Ein ebenfalls lateinischer Satz besagt amor vincit omnia (alles besiegt die Liebe) – also auch den Tod. Seit jeher macht sich der Mensch darüber Gedanken, ob dem so ist – daher auch die Erinnerungskultur von Pyramiden bis Friedhöfen. Wenn auf einem Grabstein z.B. „Bis wir uns wiedersehen“ steht, dann ist damit genau das gemeint: Der Tod beendet die Liebe zwischen Menschen nicht. Sie ist es, die uns eigentlich adelt, und ohne Liebe gäbe es nicht das, was wir Kultur nennen. Seit jeher handelt alles, was als kulturelle Errungenschaften der Menschheit im Bereich der Künste hervorgetan hat, in erster Linie von dem einem – von der Liebe. Diese ist meist unausgesprochen mit dem Thema Sexualität verknüpft, so dass es eindeutig ist, dass diese beiden Bereiche sich nicht trennen lassen. Als einziger Widersacher tritt nur der Tod auf, weshalb die Psychoanalyse im Menschen zwei Haupttriebe ausmachte, deren Namen der griechischen Mythologie entlehnt sind: Eros und Thanatos.

 

Eros ist der Lebenstrieb, der alles durchströmt. Beim Thanatos (vom griechischen Wort für Tod) wird es schon schwieriger. Er ist nicht nur der Gegenspieler des Eros, sondern auch Bestandteil dessen selbst. Anders gesagt: In jeder Liebe, in jeder sexuellen Vereinigung, ist das Ende derselben schon angelegt, weshalb wir übrigens stets nach Wiederholung streben – solange wir leben.

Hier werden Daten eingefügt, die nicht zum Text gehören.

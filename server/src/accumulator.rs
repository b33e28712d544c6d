//! Per-match aggregation of kill events
//!
//! Scoring rules:
//! - every parsed kill counts toward the match total, whoever is involved
//! - a player kill gives the killer +1 and makes sure the victim has an entry
//! - a world kill gives the victim -1
//! - the world itself never appears in the roster or the score map
//!
//! A victim that never scores keeps an explicit zero entry.

use crate::extractor::KillEvent;
use log::trace;
use shared::{MatchReport, WORLD_PLAYER};
use std::collections::{BTreeMap, BTreeSet};

/// Mutable state of the one open match
#[derive(Debug, Clone)]
pub struct MatchAccumulator {
    name: String,
    total_kills: u32,
    players: BTreeSet<String>,
    kills: BTreeMap<String, i32>,
}

impl MatchAccumulator {
    pub fn new(name: impl Into<String>) -> Self {
        Self {
            name: name.into(),
            total_kills: 0,
            players: BTreeSet::new(),
            kills: BTreeMap::new(),
        }
    }

    pub fn name(&self) -> &str {
        &self.name
    }

    pub fn total_kills(&self) -> u32 {
        self.total_kills
    }

    /// Applies one successfully extracted kill
    pub fn apply(&mut self, event: &KillEvent<'_>) {
        self.total_kills += 1;

        self.add_player(event.victim);
        self.add_player(event.killer);

        if event.is_world_kill() {
            self.adjust_score(event.victim, -1);
        } else {
            self.adjust_score(event.victim, 0);
            self.adjust_score(event.killer, 1);
        }

        trace!(
            "{}: {} killed {} ({} kills so far)",
            self.name,
            event.killer,
            event.victim,
            self.total_kills
        );
    }

    fn add_player(&mut self, player: &str) {
        if player != WORLD_PLAYER && !self.players.contains(player) {
            self.players.insert(player.to_string());
        }
    }

    /// Adds `delta` to the score of `player`, creating the entry at zero if
    /// missing. The world never gets an entry.
    fn adjust_score(&mut self, player: &str, delta: i32) {
        if player == WORLD_PLAYER {
            return;
        }
        *self.kills.entry(player.to_string()).or_insert(0) += delta;
    }

    /// Closes the match and hands out its immutable report
    pub fn finalize(self) -> MatchReport {
        MatchReport {
            name: self.name,
            total_kills: self.total_kills,
            players: self.players,
            kills: self.kills,
        }
    }
}
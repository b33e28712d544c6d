//! # Frag Log Server Library
//!
//! This library turns a Quake 3 Arena server log into per-match frag reports
//! and answers queries about them over UDP.
//!
//! ## Parsing Pipeline
//!
//! A log is processed in one sequential pass:
//!
//! ```text
//! raw lines -> classifier -> { InitGame -> close open match, open next one
//!                              Kill:    -> extractor -> accumulator }
//!           -> reducer collects closed matches
//! ```
//!
//! The pipeline never fails. Kill lines that don't parse, and kill lines seen
//! before the first `InitGame`, are skipped without touching any counter.
//!
//! ## Module Organization
//!
//! ### Classifier Module (`classifier`)
//! Decides whether a line opens a match, records a kill, or is noise.
//!
//! ### Extractor Module (`extractor`)
//! Pulls the killer and victim names out of a kill record.
//!
//! ### Accumulator Module (`accumulator`)
//! Holds the open match and applies the scoring rules:
//! - player kills give the killer +1
//! - world kills give the victim -1
//! - `<world>` never shows up in players or scores
//!
//! ### Reducer Module (`reducer`)
//! Drives the state machine and exposes `list_matches` and `find_match`.
//!
//! ### Log Source Module (`log_source`)
//! Supplies lines from a file or from memory; the only fallible step.
//!
//! ### Network Module (`network`)
//! UDP query service. Every request re-reads the log and runs its own
//! reducer on a blocking worker, so concurrent queries share nothing but the
//! read-only source.
//!
//! ## Usage Example
//!
//! ```rust,no_run
//! use server::log_source::{list_matches_from, FileLogSource};
//!
//! fn main() -> Result<(), Box<dyn std::error::Error>> {
//!     let source = FileLogSource::new("games.log");
//!     for report in list_matches_from(&source)? {
//!         println!("{}: {} kills", report.name, report.total_kills);
//!     }
//!     Ok(())
//! }
//! ```

pub mod accumulator;
pub mod classifier;
pub mod extractor;
pub mod log_source;
pub mod network;
pub mod reducer;

pub use log_source::{find_match_from, list_matches_from, FileLogSource, LineSource};
pub use reducer::{find_match, list_matches};
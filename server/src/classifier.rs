//! Line classification for Quake 3 Arena server logs
//!
//! Only two tags matter for frag counting: the tag that opens a new match and
//! the tag that records a kill. Every other line (client connects, chat,
//! item pickups, scoreboard dumps) is irrelevant and is dropped by the reducer.

use shared::{BOUNDARY_TAG, KILL_TAG};

#[derive(Debug, Clone, Copy, PartialEq, Eq)]
pub enum LineKind {
    /// Start of a new match
    Boundary,
    /// A kill record, not yet parsed
    Frag,
    Irrelevant,
}

/// Classifies a raw log line. Total over all strings; boundary wins if both
/// tags are present.
pub fn classify(line: &str) -> LineKind {
    if line.contains(BOUNDARY_TAG) {
        LineKind::Boundary
    } else if line.contains(KILL_TAG) {
        LineKind::Frag
    } else {
        LineKind::Irrelevant
    }
}
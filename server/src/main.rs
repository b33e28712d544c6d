use clap::Parser;
use log::{error, info};
use server::log_source::{list_matches_from, FileLogSource, LineSource};
use server::network::Server;
use shared::DEFAULT_LOG_FILE;
use std::sync::Arc;

#[derive(Parser, Debug)]
#[command(author, version, about, long_about = None)]
struct Args {
    /// Server IP address to bind to
    #[arg(short = 'H', long, default_value = "127.0.0.1")]
    host: String,

    /// Server port to listen on
    #[arg(short, long, default_value = "27960")]
    port: u16,

    /// Quake 3 Arena server log to report on
    #[arg(short, long, default_value = DEFAULT_LOG_FILE)]
    log: String,

    /// Print every match report as JSON and exit instead of serving
    #[arg(long)]
    print: bool,
}

#[tokio::main]
async fn main() -> Result<(), Box<dyn std::error::Error>> {
    env_logger::init();

    let args = Args::parse();
    let source = FileLogSource::new(&args.log);

    if args.print {
        let reports = list_matches_from(&source)?;
        println!("{}", serde_json::to_string_pretty(&reports)?);
        return Ok(());
    }

    info!("Reporting on log file {}", source.path().display());
    if let Err(e) = source.read_lines() {
        // Queries re-read the file, so a missing log is reported per request
        error!("{}", e);
    }

    let address = format!("{}:{}", args.host, args.port);
    let mut server = Server::new(&address, Arc::new(source)).await?;

    tokio::select! {
        result = server.run() => result?,
        _ = tokio::signal::ctrl_c() => {
            info!("Received Ctrl+C, shutting down gracefully...");
        }
    }

    Ok(())
}
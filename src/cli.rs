//! Command line configuration

use std::path::PathBuf;

use clap::{Args, Parser, Subcommand};

use thinkery::assistant::gemini::DEFAULT_BASE_URL;

/// Father Dust's Thinkery storefront
#[derive(Debug, Parser)]
#[command(name = "thinkery", about = "Father Dust's Thinkery storefront", long_about = None)]
pub struct Cli {
    /// Catalog fixture file; the bundled catalog is used when omitted
    #[arg(long, global = true, env = "THINKERY_CATALOG")]
    pub catalog: Option<PathBuf>,

    /// Log level (trace, debug, info, warn, error)
    #[arg(short, long, global = true, env = "RUST_LOG", default_value = "warn")]
    pub log_level: String,

    #[command(subcommand)]
    pub command: Command,
}

impl Cli {
    /// Load configuration from `.env`, the environment and CLI arguments
    pub fn load() -> Self {
        // Missing .env is fine
        _ = dotenvy::dotenv();

        Self::parse()
    }
}

#[derive(Debug, Subcommand)]
pub enum Command {
    /// List every guide in the catalog
    Catalog,

    /// Put guides in a cart and print the quote
    Quote(QuoteArgs),

    /// Buy guides and write their downloads
    Checkout(CheckoutArgs),

    /// Generate cover artwork for the catalog
    Covers(CoversArgs),

    /// Chat with Father Dust
    Chat(ChatArgs),
}

#[derive(Debug, Args)]
pub struct QuoteArgs {
    /// Guide ids, in the order they are added to the cart
    #[arg(required = true)]
    pub ids: Vec<u32>,
}

#[derive(Debug, Args)]
pub struct CheckoutArgs {
    /// Guide ids, in the order they are added to the cart
    #[arg(required = true)]
    pub ids: Vec<u32>,

    /// Customer name
    #[arg(long)]
    pub name: String,

    /// Customer email address
    #[arg(long)]
    pub email: String,

    /// Directory the downloads are written to; nothing is written when omitted
    #[arg(long)]
    pub output_dir: Option<PathBuf>,
}

#[derive(Debug, Args)]
pub struct GeminiArgs {
    /// Gemini API key
    #[arg(long, env = "GEMINI_API_KEY", hide_env_values = true)]
    pub api_key: String,

    /// Gemini API address
    #[arg(long, env = "GEMINI_BASE_URL", default_value = DEFAULT_BASE_URL)]
    pub base_url: String,
}

#[derive(Debug, Args)]
pub struct CoversArgs {
    #[command(flatten)]
    pub gemini: GeminiArgs,

    /// Pause after a generated cover, in milliseconds
    #[arg(long, env = "THINKERY_COVER_SUCCESS_DELAY_MS", default_value = "1500")]
    pub success_delay_ms: u64,

    /// Pause after a failed request, in milliseconds
    #[arg(long, env = "THINKERY_COVER_FAILURE_DELAY_MS", default_value = "3000")]
    pub failure_delay_ms: u64,

    /// Only generate covers for the first N guides
    #[arg(long)]
    pub limit: Option<usize>,
}

#[derive(Debug, Args)]
pub struct ChatArgs {
    #[command(flatten)]
    pub gemini: GeminiArgs,
}
//! Catalog Fixtures

use rust_decimal::{Decimal, prelude::ToPrimitive};
use rusty_money::{
    Money,
    iso::{Currency, EUR, GBP, USD},
};
use serde::Deserialize;

use crate::{
    catalog::{CatalogItem, GuideId},
    fixtures::FixtureError,
};

/// Wrapper for a catalog in YAML
#[derive(Debug, Deserialize)]
pub struct CatalogFixture {
    /// ISO currency code every price must use (e.g. "USD")
    pub currency: String,

    /// Optional bundle schedule; the standard schedule is used when omitted
    #[serde(default)]
    pub pricing: Option<ScheduleFixture>,

    /// Guides in display order
    pub guides: Vec<GuideFixture>,
}

/// Bundle Schedule Fixture
#[derive(Debug, Deserialize)]
pub struct ScheduleFixture {
    /// Reference unit price (e.g., "10.00 USD")
    pub base_price: String,

    /// Price of one complete block (e.g., "40.00 USD")
    pub block_price: String,

    /// Price of each leftover count, starting with zero leftovers
    pub remainder_prices: Vec<String>,
}

/// Guide Fixture
#[derive(Debug, Deserialize)]
pub struct GuideFixture {
    /// Guide id; 0 is the master guide
    pub id: u32,

    /// Guide title
    pub title: String,

    /// Guide description
    #[serde(default)]
    pub description: String,

    /// Guide price (e.g., "10.00 USD")
    pub price: String,

    /// Page count
    #[serde(default)]
    pub pages: u32,

    /// Emoji shown next to the title
    #[serde(default)]
    pub emoji: String,

    /// Keywords for cover prompts and placeholder artwork
    #[serde(default)]
    pub image_keywords: Option<String>,
}

impl TryFrom<GuideFixture> for CatalogItem<'_> {
    type Error = FixtureError;

    fn try_from(fixture: GuideFixture) -> Result<Self, Self::Error> {
        let (minor_units, currency) = parse_price(&fixture.price)?;

        let mut item = CatalogItem::new(
            GuideId::new(fixture.id),
            fixture.title,
            Money::from_minor(minor_units, currency),
        )
        .with_description(fixture.description)
        .with_pages(fixture.pages)
        .with_emoji(fixture.emoji);

        if let Some(keywords) = fixture.image_keywords {
            item = item.with_image_keywords(keywords);
        }

        Ok(item)
    }
}

/// Parse price string (e.g., "2.99 USD") into minor units and currency
///
/// # Errors
///
/// Returns an error if the string is not in the format "AMOUNT CURRENCY",
/// if the amount cannot be parsed as a decimal, or if the currency code
/// is not recognized.
pub fn parse_price(s: &str) -> Result<(i64, &'static Currency), FixtureError> {
    let parts: Vec<&str> = s.split_whitespace().collect();

    let [amount, currency_code] = parts.as_slice() else {
        return Err(FixtureError::InvalidPrice(format!(
            "Expected format 'AMOUNT CURRENCY', got: {s}"
        )));
    };

    let amount = amount
        .parse::<Decimal>()
        .map_err(|_err| FixtureError::InvalidPrice(s.to_string()))?;

    let minor_units = amount
        .checked_mul(Decimal::new(100, 0))
        .and_then(|value| value.round_dp(0).to_i64())
        .ok_or_else(|| FixtureError::InvalidPrice(s.to_string()))?;

    Ok((minor_units, parse_currency(currency_code)?))
}

/// Parse an ISO currency code.
///
/// # Errors
///
/// Returns [`FixtureError::UnknownCurrency`] for codes the storefront does not sell in.
pub fn parse_currency(code: &str) -> Result<&'static Currency, FixtureError> {
    match code {
        "GBP" => Ok(GBP),
        "USD" => Ok(USD),
        "EUR" => Ok(EUR),
        other => Err(FixtureError::UnknownCurrency(other.to_string())),
    }
}
//! Chat with the shop-keeper.

use std::sync::Arc;

use serde::{Deserialize, Serialize};
use tracing::{debug, warn};

use crate::assistant::ChatBackend;

/// Persona the chat backend is instructed to play.
pub const SYSTEM_INSTRUCTION: &str = "You are 'Father Dust', a wise, knowledgeable, and slightly whimsical guide who runs an online store for digital guides. Your persona is friendly, encouraging, and you enjoy promoting thought and learning. Respond to users conversationally, offer helpful advice, and gently guide them towards relevant topics covered in your store's guides without being pushy. Keep your answers concise and helpful.";

/// First message shown in a new conversation.
pub const WELCOME_MESSAGE: &str = "Welcome to my thinkery! Feel free to ask me anything about personal development, life skills, or my guides.";

/// Reply shown when the backend fails.
pub const APOLOGY_MESSAGE: &str =
    "Apologies, my thoughts seem to be scattered at the moment. Could you try asking again?";

/// Who said something.
#[derive(Debug, Clone, Copy, PartialEq, Eq, Serialize, Deserialize)]
#[serde(rename_all = "lowercase")]
pub enum ChatRole {
    /// The customer
    User,

    /// The shop-keeper
    Model,
}

/// One chat message.
#[derive(Debug, Clone, PartialEq, Eq, Serialize, Deserialize)]
pub struct ChatMessage {
    /// Author
    pub role: ChatRole,

    /// Message text
    pub text: String,
}

impl ChatMessage {
    /// A message from the customer.
    pub fn user(text: impl Into<String>) -> Self {
        Self {
            role: ChatRole::User,
            text: text.into(),
        }
    }

    /// A message from the shop-keeper.
    pub fn model(text: impl Into<String>) -> Self {
        Self {
            role: ChatRole::Model,
            text: text.into(),
        }
    }
}

/// A single conversation.
///
/// The transcript is what the customer sees, starting with the welcome message and including
/// apologies. The history is what the backend sees: only exchanges it actually answered.
#[derive(Debug)]
pub struct ChatSession<B> {
    backend: Arc<B>,
    system_instruction: String,
    transcript: Vec<ChatMessage>,
    history: Vec<ChatMessage>,
}

impl<B: ChatBackend> ChatSession<B> {
    /// Start a conversation with the shop-keeper persona.
    pub fn new(backend: Arc<B>) -> Self {
        Self::with_instruction(backend, SYSTEM_INSTRUCTION)
    }

    /// Start a conversation with a custom system instruction.
    pub fn with_instruction(backend: Arc<B>, system_instruction: impl Into<String>) -> Self {
        Self {
            backend,
            system_instruction: system_instruction.into(),
            transcript: vec![ChatMessage::model(WELCOME_MESSAGE)],
            history: Vec::new(),
        }
    }

    /// Send a message and return the reply. Blank input is ignored and returns `None`.
    ///
    /// Backend failures are logged and answered with an apology.
    pub async fn send(&mut self, text: &str) -> Option<String> {
        let text = text.trim();

        if text.is_empty() {
            return None;
        }

        let message = ChatMessage::user(text);

        self.transcript.push(message.clone());
        self.history.push(message);

        let result = self
            .backend
            .reply(&self.system_instruction, &self.history)
            .await;

        let reply = match result {
            Ok(reply) => {
                debug!(turns = self.history.len(), "chat reply received");

                self.history.push(ChatMessage::model(reply.clone()));

                reply
            }
            Err(err) => {
                warn!(error = %err, "chat backend failed");

                self.history.pop();

                APOLOGY_MESSAGE.to_string()
            }
        };

        self.transcript.push(ChatMessage::model(reply.clone()));

        Some(reply)
    }

    /// Everything shown to the customer so far.
    pub fn transcript(&self) -> &[ChatMessage] {
        &self.transcript
    }

    /// Conversation as the backend knows it.
    pub fn history(&self) -> &[ChatMessage] {
        &self.history
    }

    /// System instruction sent with every request.
    pub fn system_instruction(&self) -> &str {
        &self.system_instruction
    }
}

/// Owns at most one chat session, started on the first question.
#[derive(Debug)]
pub struct Concierge<B> {
    backend: Arc<B>,
    session: Option<ChatSession<B>>,
}

impl<B: ChatBackend> Concierge<B> {
    /// Create a concierge. No session exists until the first question.
    pub fn new(backend: Arc<B>) -> Self {
        Self {
            backend,
            session: None,
        }
    }

    /// Ask a question, starting a session if there is none yet.
    pub async fn ask(&mut self, text: &str) -> Option<String> {
        let backend = &self.backend;

        self.session
            .get_or_insert_with(|| ChatSession::new(Arc::clone(backend)))
            .send(text)
            .await
    }

    /// The current session, if one has been started.
    pub fn session(&self) -> Option<&ChatSession<B>> {
        self.session.as_ref()
    }

    /// Drop the current session; the next question starts a fresh one.
    pub fn reset(&mut self) {
        self.session = None;
    }
}
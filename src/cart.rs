//! Cart
//!
//! The cart owns the ordered, id-unique list of guides a customer intends to buy and the quote
//! for exactly those lines. Every mutation recomputes the quote before returning, so a caller
//! can never observe a quote from a half-updated cart.

use rustc_hash::FxHashSet;
use rusty_money::iso::Currency;
use tokio::sync::watch;
use tracing::{debug, warn};

use crate::{
    catalog::{Catalog, CatalogItem, GuideId},
    pricing::{self, BundleSchedule, PriceQuote},
};

/// Result of adding a guide to the cart. None of these are errors.
#[derive(Debug, Clone, Copy, PartialEq, Eq)]
pub enum AddOutcome {
    /// The guide was appended.
    Added,

    /// The guide was already in the cart; nothing changed.
    AlreadyInCart,

    /// The guide is priced in another currency; nothing changed.
    CurrencyMismatch,
}

/// Cart
#[derive(Debug)]
pub struct CartStore<'a> {
    lines: Vec<CatalogItem<'a>>,
    ids: FxHashSet<GuideId>,
    currency: &'static Currency,
    schedule: BundleSchedule,
    quote: PriceQuote<'a>,
    publisher: watch::Sender<PriceQuote<'a>>,
}

impl<'a> CartStore<'a> {
    /// Create an empty cart priced with the standard bundle schedule.
    pub fn new(currency: &'static Currency) -> Self {
        Self::with_schedule(currency, BundleSchedule::standard())
    }

    /// Create an empty cart with a custom bundle schedule.
    pub fn with_schedule(currency: &'static Currency, schedule: BundleSchedule) -> Self {
        let quote = PriceQuote::empty(currency);
        let (publisher, _receiver) = watch::channel(quote.clone());

        CartStore {
            lines: Vec::new(),
            ids: FxHashSet::default(),
            currency,
            schedule,
            quote,
            publisher,
        }
    }

    /// Create an empty cart using the catalog's currency and bundle schedule.
    pub fn for_catalog(catalog: &Catalog<'_>) -> Self {
        Self::with_schedule(catalog.currency(), catalog.schedule().clone())
    }

    /// Add a guide to the end of the cart, unless a guide with the same id is already there.
    pub fn add(&mut self, item: CatalogItem<'a>) -> AddOutcome {
        let id = item.id();

        if self.ids.contains(&id) {
            debug!(guide = %id, "guide already in cart");

            return AddOutcome::AlreadyInCart;
        }

        if item.price().currency() != self.currency {
            warn!(
                guide = %id,
                item_currency = item.price().currency().iso_alpha_code,
                cart_currency = self.currency.iso_alpha_code,
                "ignoring guide priced in another currency"
            );

            return AddOutcome::CurrencyMismatch;
        }

        self.ids.insert(id);
        self.lines.push(item);
        self.recompute();

        debug!(guide = %id, lines = self.lines.len(), "guide added to cart");

        AddOutcome::Added
    }

    /// Remove the guide with this id. Returns false when it was not in the cart.
    pub fn remove(&mut self, id: GuideId) -> bool {
        if !self.ids.remove(&id) {
            debug!(guide = %id, "guide not in cart");

            return false;
        }

        self.lines.retain(|line| line.id() != id);
        self.recompute();

        debug!(guide = %id, lines = self.lines.len(), "guide removed from cart");

        true
    }

    /// Empty the cart.
    pub fn clear(&mut self) {
        if self.lines.is_empty() {
            return;
        }

        self.lines.clear();
        self.ids.clear();
        self.recompute();

        debug!("cart cleared");
    }

    /// Quote for the current lines.
    pub fn quote(&self) -> &PriceQuote<'a> {
        &self.quote
    }

    /// Watch every quote the cart publishes, starting with the current one.
    pub fn subscribe(&self) -> watch::Receiver<PriceQuote<'a>> {
        self.publisher.subscribe()
    }

    /// Lines in insertion order.
    pub fn lines(&self) -> &[CatalogItem<'a>] {
        &self.lines
    }

    /// Check if a guide is in the cart.
    pub fn contains(&self, id: GuideId) -> bool {
        self.ids.contains(&id)
    }

    /// Get the number of lines in the cart.
    pub fn len(&self) -> usize {
        self.lines.len()
    }

    /// Check if the cart is empty.
    pub fn is_empty(&self) -> bool {
        self.lines.is_empty()
    }

    /// Get the currency of the cart.
    pub fn currency(&self) -> &'static Currency {
        self.currency
    }

    /// Bundle schedule the cart is priced with.
    pub fn schedule(&self) -> &BundleSchedule {
        &self.schedule
    }

    fn recompute(&mut self) {
        self.quote = pricing::quote(&self.lines, &self.schedule, self.currency);
        self.publisher.send_replace(self.quote.clone());
    }
}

Angesichts der Vergänglichkeit aber gibt es nichts, das in irgendeiner Weise sinnvoller oder schöner wäre als die Liebe. Selbst wenn wir nicht lieben, sehnen wir uns nach ihr. Und wenn wir die Libido unterdrücken, werden wir vielleicht krank, aber wir schaffen durch die so genannte Sublimation eben auch das, was wir später als Kultur bezeichnen, in der wir uns wohl fühlen und in der wir uns dann wieder dem Thema Liebe in all seinen Facetten (auch hier wissen die Römer Bescheid, wenn sie sagen „Nil pluriformius amore“ – Nichts ist vielgestaltiger als die Liebe) widmen.

Das Hohe Lied der Liebe aus dem Alten Testament kennt den Satz „Die Liebe ist stark wie der Tod.“  Und im Brief des Paulus an die Korinther heißt es: „Nun bleiben Glaube, Liebe, Hoffnung. Doch die Liebe ist die höchste unter Ihnen.“ Die Liebe ist also nicht nur stark wie der Tod, sondern sogar noch stärker als er. Der Tod wohnt zwar dem Leben inne, ist ein Bestandteil von ihm, aber eben nicht sein Gegenspieler, denn das Leben wird immer über ihn triumphieren – und zwar solange, als wir fähig sind: zu lieben.

Liebe ist Frieden als Freiheit.                                

Euer Hans Christian Meiser.


 

P.S.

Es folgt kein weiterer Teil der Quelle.